Second Time’s A Charm?

Last year, the most prominent participants were themselves Bitcoin businesses or other niche concerns such as providers of DSL services. This year, more than 500 Bitcoin-accepting merchants are supposedly poised to join the event, at least according to a Bitcoin Black Friday press release.

At the moment, though, there aren't anywhere close to 500 merchants listed on the Bitcoin Black Friday site—on Tuesday, I counted 19 companies with deals and 12 charities accepting Bitcoin donations (Update: there are now over 275). But the company roster does include a few more recognizable names than last year—outfits such as Reddit, CheapAir.com (which bills itself as the world's first online travel agency to accept Bitcoin), and Gyft, which offers gift cards to mainstream retailers like Amazon and Target.

Of course, some of these retailers may be offering similar deals for customers paying in dollars. Bitcoin users, for instance, can get $10 off flights booked on Friday at CheapAir.com by using a coupon code; the airline is also currently running a $10 off coupon promotion for all users through November 30.

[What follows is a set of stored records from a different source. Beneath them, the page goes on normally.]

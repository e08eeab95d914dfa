// Copyright (C) 2020 Matthew Waters <matthew@centricular.com>
//
// Licensed under the Apache License, Version 2.0 <LICENSE-APACHE or
// http://www.apache.org/licenses/LICENSE-2.0> or the MIT license
// <LICENSE-MIT or http://opensource.org/licenses/MIT>, at your
// option. This file may not be copied, modified, or distributed
// except according to those terms.

//! ICE candidates, candidate pairs and the SDP candidate-line codec
//! (RFC 8839 Section 5.1).

pub use crate::stun::TransportType;

use std::error::Error;
use std::net::SocketAddr;
use std::str::FromStr;

#[derive(Debug, Clone, PartialEq, Eq)]
pub struct Candidate {
    pub component_id: usize,
    pub candidate_type: CandidateType,
    pub transport_type: TransportType,
    pub foundation: String,
    pub priority: u32,
    pub address: SocketAddr,
    pub base_address: SocketAddr,
    pub related_address: Option<SocketAddr>,
    pub tcp_type: Option<TcpType>,
    pub extensions: Vec<(String, String)>,
}

#[derive(Debug, Clone, Copy, PartialEq, Eq)]
pub enum CandidateType {
    Host,
    PeerReflexive,
    ServerReflexive,
    Relayed,
}

#[derive(Debug, Clone, Copy, PartialEq, Eq)]
pub enum TcpType {
    Active,
    Passive,
    So,
}

impl FromStr for TcpType {
    type Err = ParseTcpTypeError;

    fn from_str(s: &str) -> Result<Self, Self::Err> {
        match s {
            "active" => Ok(Self::Active),
            "passive" => Ok(Self::Passive),
            "so" => Ok(Self::So),
            _ => Err(ParseTcpTypeError::UnknownTcpType),
        }
    }
}
// Copyright (C) 2020 Matthew Waters <matthew@centricular.com>
//
// Licensed under the Apache License, Version 2.0 <LICENSE-APACHE or
// http://www.apache.org/licenses/LICENSE-2.0> or the MIT license
// <LICENSE-MIT or http://opensource.org/licenses/MIT>, at your
// option. This file may not be copied, modified, or distributed
// except according to those terms.

//! Gather candidates on all usable interfaces and print them as SDP
//! lines.  Any arguments are treated as "ip:port" STUN servers.

use async_std::task;
use futures::StreamExt;

use tracing_subscriber::EnvFilter;

use icelink::agent::{Agent, AgentError, AgentMessage};

fn main() -> Result<(), AgentError> {
    if let Ok(filter) = EnvFilter::try_from_default_env() {
        tracing_subscriber::fmt().with_env_filter(filter).init();
    }

    task::block_on(async move {
        let agent = Agent::builder().build();
        for arg in std::env::args().skip(1) {
            agent.add_stun_server_config(&arg)?;
        }

        let stream = agent.add_stream(1, None)?;
        let credentials = stream.local_credentials();
        println!("a=ice-ufrag:{}", credentials.ufrag);
        println!("a=ice-pwd:{}", credentials.passwd);

        let mut messages = agent.message_channel();
        let printer = task::spawn(async move {
            while let Some(msg) = messages.next().await {
                if let AgentMessage::NewLocalCandidate(_component, candidate) = msg {
                    println!("a={}", candidate.to_sdp_string());
                }
            }
        });

        stream.gather_candidates().await?;
        agent.close().await?;
        printer.await;
        Ok(())
    })
}
impl Agent {
    pub fn builder() -> AgentBuilder {
        AgentBuilder::default()
    }

    pub fn compatibility(&self) -> Compatibility {
        self.compatibility
    }

    /// A channel of [`AgentMessage`] events.  Events are delivered in the
    /// order they were produced.  No event is delivered after
    /// [`Agent::close`] has returned.
    pub fn message_channel(&self) -> impl futures::Stream<Item = AgentMessage> + Unpin {
        self.broadcast.channel()
    }

    /// Add a new stream with `n_components` components.  Stream names must
    /// be unique within the agent.
    pub fn add_stream(
        &self,
        n_components: usize,
        name: Option<&str>,
    ) -> Result<Arc<Stream>, AgentError> {
        let mut inner = self.inner.lock().unwrap();
        if inner.closed {
            return Err(AgentError::ConnectionClosed);
        }
        if let Some(name) = name {
            if inner
                .streams
                .iter()
                .any(|s| s.name().as_deref() == Some(name))
            {
                return Err(AgentError::DuplicateName);
            }
        }
        let stream = Arc::new(Stream::new(
            STREAM_COUNT.fetch_add(1, Ordering::SeqCst),
            name.map(str::to_owned),
            n_components,
            self.broadcast.clone(),
            Arc::downgrade(&self.inner),
        ));
        inner.streams.push(stream.clone());
        Ok(stream)
    }

    /// Retrieve a previously added stream by id.
    pub fn stream(&self, id: usize) -> Option<Arc<Stream>> {
        self.inner
            .lock()
            .unwrap()
            .streams
            .iter()
            .find(|s| s.id == id)
            .cloned()
    }

    pub fn streams(&self) -> Vec<Arc<Stream>> {
        self.inner.lock().unwrap().streams.to_vec()
    }

    /// Remove a stream.  Removing a stream that does not exist is not an
    /// error.
    pub fn remove_stream(&self, id: usize) -> Result<(), AgentError> {
        let removed = {
            let mut inner = self.inner.lock().unwrap();
            let pos = inner.streams.iter().position(|s| s.id == id);
            pos.map(|pos| inner.streams.remove(pos))
        };
        if let Some(stream) = removed {
            stream.checklist.close();
        }
        Ok(())
    }

    /// Restrict the local ports used when gathering candidates for a
    /// particular component.
    pub fn set_port_range(
        &self,
        stream_id: usize,
        component_id: usize,
        min: u16,
        max: u16,
    ) -> Result<(), AgentError> {
        if min > max {
            return Err(AgentError::Malformed);
        }
        let mut inner = self.inner.lock().unwrap();
        let stream = inner
            .streams
            .iter()
            .find(|s| s.id == stream_id)
            .ok_or(AgentError::ResourceNotFound)?;
        if stream.component(component_id).is_none() {
            return Err(AgentError::ResourceNotFound);
        }
        inner.port_ranges.insert((stream_id, component_id), (min, max));
        Ok(())
    }

    pub fn add_stun_server(&self, transport: TransportType, addr: SocketAddr) {
        info!("agent {} adding stun server {} {}", self.id, transport, addr);
        let mut inner = self.inner.lock().unwrap();
        inner.stun_servers.push((transport, addr));
    }

    /// Add a STUN server from a "ip:port" string.
    pub fn add_stun_server_config(&self, config: &str) -> Result<(), AgentError> {
        let addr = config
            .parse::<SocketAddr>()
            .map_err(|_| AgentError::InvalidStunServer)?;
        self.add_stun_server(TransportType::Udp, addr);
        Ok(())
    }

    pub fn add_turn_server(
        &self,
        transport: TransportType,
        addr: SocketAddr,
        credentials: TurnCredentials,
    ) {
        info!("agent {} adding turn server {} {}", self.id, transport, addr);
        let mut inner = self.inner.lock().unwrap();
        inner.turn_servers.push(TurnServer {
            transport,
            addr,
            credentials,
        });
    }

    /// Add a TURN server from a "ip:port:proto:user:pass" string.
    pub fn add_turn_server_config(&self, config: &str) -> Result<(), AgentError> {
        let mut split = config.splitn(5, ':');
        let ip = split.next().ok_or(AgentError::InvalidTurnServer)?;
        let port = split.next().ok_or(AgentError::InvalidTurnServer)?;
        let proto = split.next().ok_or(AgentError::InvalidTurnServer)?;
        let user = split.next().ok_or(AgentError::InvalidTurnServer)?;
        let pass = split.next().ok_or(AgentError::InvalidTurnServer)?;
        let addr = format!("{}:{}", ip, port)
            .parse::<SocketAddr>()
            .map_err(|_| AgentError::InvalidTurnServer)?;
        let transport =
            TransportType::from_str(proto).map_err(|_| AgentError::InvalidTurnServer)?;
        self.add_turn_server(transport, addr, TurnCredentials::new(user, pass));
        Ok(())
    }

    /// The current role of the agent.
    pub fn controlling(&self) -> bool {
        self.inner.lock().unwrap().controlling
    }

    pub fn set_controlling(&self, controlling: bool) {
        self.inner.lock().unwrap().controlling = controlling;
    }

    /// Produce the local credentials and candidates of every stream as
    /// SDP-style "a=" lines suitable for out of band signalling.
    pub fn generate_local_sdp(&self) -> String {
        use std::fmt::Write as _;
        let mut sdp = String::new();
        for stream in self.streams() {
            let credentials = stream.local_credentials();
            let _ = writeln!(sdp, "a=ice-ufrag:{}", credentials.ufrag);
            let _ = writeln!(sdp, "a=ice-pwd:{}", credentials.passwd);
            for candidate in stream.local_candidates() {
                let _ = writeln!(sdp, "a={}", candidate.to_sdp_string());
            }
        }
        sdp
    }

    /// Apply the remote peer's credentials and candidates from SDP-style
    /// lines as produced by [`Agent::generate_local_sdp`].  Each
    /// "a=ice-ufrag" line after the first advances to the next stream.
    /// Returns the number of candidates added.
    pub fn parse_remote_sdp(&self, sdp: &str) -> Result<usize, AgentError> {
        let streams = self.streams();
        let mut stream_idx = 0;
        let mut n_ufrags = 0;
        let mut ufrag: Option<String> = None;
        let mut passwd: Option<String> = None;
        let mut n_candidates = 0;

        for line in sdp.lines() {
            let line = line.trim();
            if line.is_empty() {
                continue;
            }
            if let Some(value) = line.strip_prefix("a=ice-ufrag:") {
                // every ufrag line after the first belongs to the next
                // stream, whether or not the previous stream's credentials
                // were completed
                if n_ufrags > 0 {
                    stream_idx = n_ufrags;
                    passwd = None;
                }
                n_ufrags += 1;
                ufrag = Some(value.to_owned());
            } else if let Some(value) = line.strip_prefix("a=ice-pwd:") {
                passwd = Some(value.to_owned());
            } else if line.starts_with("a=candidate:") || line.starts_with("candidate:") {
                let stream = streams.get(stream_idx).ok_or(AgentError::ParseFailed)?;
                let candidate =
                    Candidate::from_str(line).map_err(|_| AgentError::ParseFailed)?;
                stream.add_remote_candidate(candidate.component_id, candidate)?;
                n_candidates += 1;
            } else {
                trace!("ignoring sdp line {:?}", line);
                continue;
            }
            if let (Some(u), Some(p)) = (&ufrag, &passwd) {
                let stream = streams.get(stream_idx).ok_or(AgentError::ParseFailed)?;
                stream.set_remote_credentials(Credentials::new(u.clone(), p.clone()))?;
                ufrag = None;
                passwd = None;
            }
        }

        if !self.options.trickle_ice {
            // a complete description implies the end of the peer's
            // candidates
            for stream in streams.iter().take(stream_idx + 1) {
                stream.end_of_remote_candidates();
            }
        }
        Ok(n_candidates)
    }

    /// Apply a single trickled remote candidate line for a component.
    pub fn set_remote_candidate(
        &self,
        stream_id: usize,
        component_id: usize,
        line: &str,
    ) -> Result<(), AgentError> {
        let stream = self.stream(stream_id).ok_or(AgentError::ResourceNotFound)?;
        let candidate = Candidate::from_str(line).map_err(|_| AgentError::ParseFailed)?;
        if candidate.component_id != component_id {
            return Err(AgentError::ParseFailed);
        }
        stream.add_remote_candidate(component_id, candidate)
    }

    /// Run the agent's event loop.  Connectivity checks, gathering
    /// responders and keepalives execute on the calling task until
    /// [`Agent::close`] is called.
    pub async fn run_loop(&self) -> Result<(), AgentError> {
        self.tasks.iterate_tasks().await
    }

    /// Begin connectivity checks over the streams added so far.
    pub fn start(&self) -> Result<(), AgentError> {
        let set = {
            let mut inner = self.inner.lock().unwrap();
            if inner.closed {
                return Err(AgentError::ConnectionClosed);
            }
            if inner.checklistset.is_some() {
                // already started
                return Ok(());
            }
            let set = Arc::new(ConnCheckListSet::from_streams(
                inner.streams.clone(),
                self.tasks.clone(),
                inner.controlling,
                inner.tie_breaker,
                self.options.check_interval,
                self.options.aggressive_nomination,
            ));
            inner.checklistset = Some(set.clone());
            set
        };
        if self.options.regather_on_failure {
            self.spawn_regather_monitor();
        }
        self.tasks
            .add_task_block(async move { set.agent_conncheck_process().await }.boxed())
    }

    // restart gathering for a stream whose component failed
    fn spawn_regather_monitor(&self) {
        let mut receiver = self.broadcast.channel_with_filter(|msg| {
            matches!(
                msg,
                AgentMessage::ComponentStateChange(_, ComponentState::Failed)
            )
        });
        let agent = self.clone();
        async_std::task::spawn(async move {
            while let Some(AgentMessage::ComponentStateChange(component, _)) =
                receiver.next().await
            {
                let stream = agent
                    .streams()
                    .into_iter()
                    .find(|stream| stream.components().iter().any(|c| c == &component));
                if let Some(stream) = stream {
                    info!(
                        "component {} failed, regathering stream {}",
                        component.id, stream.id
                    );
                    stream.mark_gathering_idle();
                    if let Err(e) = stream.gather_candidates().await {
                        warn!("regather failed: {:?}", e);
                    }
                }
            }
        });
    }

    /// Stop the agent.  The event loop drains and no further events are
    /// delivered.  Idempotent.
    pub async fn close(&self) -> Result<(), AgentError> {
        {
            let mut inner = self.inner.lock().unwrap();
            if inner.closed {
                return Ok(());
            }
            info!("agent {} closing", self.id);
            inner.closed = true;
            if let Some(set) = inner.checklistset.take() {
                set.close();
            }
            for stream in inner.streams.iter() {
                stream.checklist.close();
            }
        }
        self.tasks.stop().await?;
        self.broadcast.close();
        Ok(())
    }
}
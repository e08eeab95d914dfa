// Copyright (C) 2020 Matthew Waters <matthew@centricular.com>
//
// Licensed under the Apache License, Version 2.0 <LICENSE-APACHE or
// http://www.apache.org/licenses/LICENSE-2.0> or the MIT license
// <LICENSE-MIT or http://opensource.org/licenses/MIT>, at your
// option. This file may not be copied, modified, or distributed
// except according to those terms.

//! STUN agent
//!
//! Binds a [`StunChannel`] to STUN semantics: demultiplexes inbound
//! datagrams into STUN messages and application data, matches responses
//! to outstanding requests, and retransmits requests on the RFC 5389
//! schedule.

use std::net::SocketAddr;
use std::sync::atomic::{AtomicUsize, Ordering};
use std::sync::{Arc, Mutex, Weak};

use std::time::Duration;

use std::collections::HashMap;

use futures::future::AbortHandle;
use futures::future::Either;
use futures::prelude::*;
use futures_timer::Delay;

use crate::agent::AgentError;

use crate::stun::message::*;

use crate::socket::StunChannel;
use crate::utils::{ChannelBroadcast, DebugWrapper};

static STUN_AGENT_COUNT: AtomicUsize = AtomicUsize::new(0);

// RFC 5389 Section 7.2.1: initial RTO 500ms, doubling, 7 transmissions,
// then a final wait of 16 * RTO before the transaction times out
const RETRANSMIT_OFFSETS_MS: [u64; 7] = [0, 500, 1500, 3500, 7500, 15500, 31500];
const LAST_RETRANSMIT_WAIT_MS: u64 = 8000;

#[derive(Debug, Clone)]
pub enum StunOrData {
    Stun(Message, Vec<u8>, SocketAddr),
    Data(Vec<u8>, SocketAddr),
}

impl StunOrData {
    pub fn stun(self) -> Option<(Message, Vec<u8>, SocketAddr)> {
        match self {
            StunOrData::Stun(msg, data, addr) => Some((msg, data, addr)),
            _ => None,
        }
    }
    pub fn data(self) -> Option<(Vec<u8>, SocketAddr)> {
        match self {
            StunOrData::Data(data, addr) => Some((data, addr)),
            _ => None,
        }
    }
}

/// Implementation of a STUN agent
#[derive(Debug, Clone)]
pub struct StunAgent {
    pub(crate) inner: DebugWrapper<Arc<StunAgentInner>>,
}

#[derive(Debug)]
pub(crate) struct StunAgentInner {
    id: usize,
    state: Mutex<StunAgentState>,
    pub(crate) channel: StunChannel,
    broadcaster: Arc<ChannelBroadcast<StunOrData>>,
}

#[derive(Debug)]
struct StunAgentState {
    id: usize,
    receive_loop_started: bool,
    outstanding_requests: HashMap<u128, Message>,
    local_credentials: Option<MessageIntegrityCredentials>,
    remote_credentials: Option<MessageIntegrityCredentials>,
}

impl StunAgent {
    pub fn new(channel: StunChannel) -> Self {
        let id = STUN_AGENT_COUNT.fetch_add(1, Ordering::SeqCst);
        Self {
            inner: DebugWrapper::wrap(
                Arc::new(StunAgentInner {
                    id,
                    state: Mutex::new(StunAgentState::new(id)),
                    channel,
                    broadcaster: Arc::new(ChannelBroadcast::default()),
                }),
                "...",
            ),
        }
    }

    pub fn channel(&self) -> StunChannel {
        self.inner.channel.clone()
    }

    fn maybe_store_message(state: &Mutex<StunAgentState>, msg: Message) {
        if msg.has_class(MessageClass::Request) {
            let mut state = state.lock().unwrap();
            trace!("{} storing request {}", state.id, msg);
            state.outstanding_requests.insert(msg.transaction_id(), msg);
        }
    }

    pub fn set_local_credentials(&self, credentials: MessageIntegrityCredentials) {
        let mut state = self.inner.state.lock().unwrap();
        state.local_credentials = Some(credentials)
    }

    pub fn local_credentials(&self) -> Option<MessageIntegrityCredentials> {
        let state = self.inner.state.lock().unwrap();
        state.local_credentials.clone()
    }

    pub fn set_remote_credentials(&self, credentials: MessageIntegrityCredentials) {
        let mut state = self.inner.state.lock().unwrap();
        state.remote_credentials = Some(credentials)
    }

    pub fn remote_credentials(&self) -> Option<MessageIntegrityCredentials> {
        let state = self.inner.state.lock().unwrap();
        state.remote_credentials.clone()
    }

    pub async fn send_to(&self, msg: Message, to: SocketAddr) -> Result<(), std::io::Error> {
        StunAgent::maybe_store_message(&self.inner.state, msg.clone());
        let buf = msg.to_bytes();
        self.inner.channel.send_to(&buf, to).await
    }

    pub async fn send(&self, msg: Message) -> Result<(), std::io::Error> {
        StunAgent::maybe_store_message(&self.inner.state, msg.clone());
        let buf = msg.to_bytes();
        self.inner.channel.send(&buf).await
    }

    /// Send application data (not STUN) through the underlying channel
    pub async fn send_data_to(&self, data: &[u8], to: SocketAddr) -> Result<(), std::io::Error> {
        self.inner.channel.send_to(data, to).await
    }

    fn receive_task_loop(inner_weak: Weak<StunAgentInner>, channel: StunChannel) {
        // retrieve stream outside task to avoid a race
        let s = channel.receive_stream();
        async_std::task::spawn({
            async move {
                futures::pin_mut!(s);
                while let Some((data, from)) = s.next().await {
                    let inner = match Weak::upgrade(&inner_weak) {
                        Some(inner) => inner,
                        None => {
                            info!("Receive task exit");
                            break;
                        }
                    };
                    match Message::from_bytes(&data) {
                        Ok(msg) => {
                            debug!("{} received from {:?} {}", inner.id, from, msg);
                            let handle = {
                                let mut state = inner.state.lock().unwrap();
                                state.handle_stun(msg.clone(), &data)
                            };
                            match handle {
                                HandleStunReply::Broadcast(msg) => {
                                    inner
                                        .broadcaster
                                        .broadcast(StunOrData::Stun(msg, data, from))
                                        .await;
                                }
                                HandleStunReply::Failure(err) => {
                                    warn!("{} Failed to handle {}. {:?}", inner.id, msg, err);
                                }
                                _ => {}
                            }
                        }
                        Err(AgentError::FingerprintMismatch) => {
                            // authentication failure, drop silently rather
                            // than treat the bytes as application data
                            warn!("{} fingerprint mismatch in packet from {:?}", inner.id, from);
                        }
                        Err(_) => {
                            inner.broadcaster.broadcast(StunOrData::Data(data, from)).await
                        }
                    }
                }
            }
        });
    }

    fn ensure_receive_task_loop(&self) {
        {
            let mut state = self.inner.state.lock().unwrap();
            if !state.receive_loop_started {
                let inner_weak = Arc::downgrade(&self.inner);
                StunAgent::receive_task_loop(inner_weak, self.inner.channel.clone());
                state.receive_loop_started = true;
            }
        }
    }

    pub fn receive_stream_filter<F>(&self, filter: F) -> impl Stream<Item = StunOrData> + Unpin
    where
        F: Fn(&StunOrData) -> bool + Send + Sync + 'static,
    {
        let ret = self.inner.broadcaster.channel_with_filter(filter);
        self.ensure_receive_task_loop();
        ret
    }

    pub fn receive_stream(&self) -> impl Stream<Item = StunOrData> + Unpin {
        self.receive_stream_filter(|_| true)
    }

    async fn send_request(
        &self,
        msg: &Message,
        recv_abort_handle: AbortHandle,
        to: SocketAddr,
    ) -> Result<(), AgentError> {
        for offset in RETRANSMIT_OFFSETS_MS.iter() {
            Delay::new(Duration::from_millis(*offset)).await;
            info!("{} sending {} to {}", self.inner.id, msg, to);
            let buf = msg.to_bytes();
            self.inner.channel.send_to(&buf, to).await?;
        }
        Delay::new(Duration::from_millis(LAST_RETRANSMIT_WAIT_MS)).await;

        // on failure, abort the receiver waiting
        recv_abort_handle.abort();
        Err(AgentError::TimedOut)
    }

    /// Perform a STUN request transaction against @addr: send with
    /// retransmissions and return the matching response.  Exhausting the
    /// retransmission schedule produces `AgentError::TimedOut`.
    pub async fn stun_request_transaction(
        &self,
        msg: &Message,
        addr: SocketAddr,
    ) -> Result<(Message, Vec<u8>, SocketAddr), AgentError> {
        if !msg.has_class(MessageClass::Request) {
            return Err(AgentError::WrongImplementation);
        }
        Self::maybe_store_message(&self.inner.state, msg.clone());
        let tid = msg.transaction_id();
        let (recv_abort_handle, recv_registration) = futures::future::AbortHandle::new_pair();
        let (send_abortable, send_abort_handle) =
            futures::future::abortable(self.send_request(msg, recv_abort_handle, addr));

        let mut receive_s = self.receive_stream_filter(move |stun_or_data| match stun_or_data {
            StunOrData::Stun(msg, _, _) => tid == msg.transaction_id(),
            _ => false,
        });
        let recv_abortable = futures::future::Abortable::new(
            receive_s.next().then(|msg| async move {
                send_abort_handle.abort();
                msg.and_then(|msg| msg.stun())
            }),
            recv_registration,
        );

        futures::pin_mut!(send_abortable);
        futures::pin_mut!(recv_abortable);

        // race the sending and receiving futures returning the first that succeeds
        match futures::future::try_select(send_abortable, recv_abortable).await {
            Ok(Either::Left((x, _))) => x.map(|_| (Message::new_error(msg), vec![], addr)),
            Ok(Either::Right((y, _))) => y.ok_or(AgentError::TimedOut),
            Err(_) => Err(AgentError::Aborted),
        }
    }
}

#[derive(Debug)]
enum HandleStunReply {
    Broadcast(Message),
    Failure(AgentError),
    Ignore,
}
impl From<AgentError> for HandleStunReply {
    fn from(e: AgentError) -> Self {
        HandleStunReply::Failure(e)
    }
}

impl StunAgentState {
    fn new(id: usize) -> Self {
        Self {
            id,
            outstanding_requests: HashMap::new(),
            local_credentials: None,
            remote_credentials: None,
            receive_loop_started: false,
        }
    }

    fn handle_stun(&mut self, msg: Message, orig_data: &[u8]) -> HandleStunReply {
        // any message carrying MESSAGE-INTEGRITY must validate against
        // the peer's credentials once they are known
        if let Some(remote_credentials) = &self.remote_credentials {
            if msg.has_attribute(crate::stun::attribute::MESSAGE_INTEGRITY) {
                if let Err(err) = msg.validate_integrity(orig_data, remote_credentials) {
                    return HandleStunReply::Failure(err);
                }
            }
        }
        if msg.is_response() {
            if self.outstanding_requests.remove(&msg.transaction_id()).is_some() {
                return HandleStunReply::Broadcast(msg);
            } else {
                debug!("{}, unmatched stun response, dropping {}", self.id, msg);
                // unmatched response -> drop
                return HandleStunReply::Ignore;
            }
        }
        HandleStunReply::Broadcast(msg)
    }
}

Theoretically, Bitcoin should be cheaper for merchants to handle, which at some level might translate into discounts or lower prices for users paying with the cryptocurrency. Bitcoin transaction fees are usually a fraction of a cent, and sometimes even zero. Credit cards typically skim merchant fees amounting to 3% to 5%  of transactions, which retailers usually account for with higher prices.

It's not clear how often retailers' Bitcoin savings actually translate into savings for buyers, although it does happen in some cases. Gyft, for instance, currently offers Bitcoin users extra "Gyft points" equivalent to 3% of their purchase price; those points can be turned into discounts on future purchases.

Ultimately, the event may be just as big for buying Bitcoins as for selling them. Coinbase, a Bitcoin wallet that caters to beginners, is waiving all fees on Nov. 29. 

Unlocking The Bitcoin Wallets

But the big question is whether Bitcoin Black Friday will have a lasting impact on the Bitcoin economy. The majority of bitcoins are still hoarded, researchers from the University of California-San Diego and George Mason University recently determined. A full 64 percent have never been spent; many have probably been lost by their owners. And roughly 60 percent of the bitcoins in circulation are spent at the gambling site Satoshi Dice.

Furthermore, a single bitcoin is now worth nearly $900. When the price of your bitcoin rises every day you don’t spend it, why would anyone who believes in Bitcoin choose to part with it?

Holmquist insists that these concerns are nothing new, and parallel the skepticism Bitcoin Friday faced last year. 

“Before Bitcoin Friday, in early 2012, people were wondering whether Bitcoin could even exist as a currency, whether people would ever spend their hoarded bitcoins,” he said in a press release. “Last year’s wildly successful event alleviated those fears.”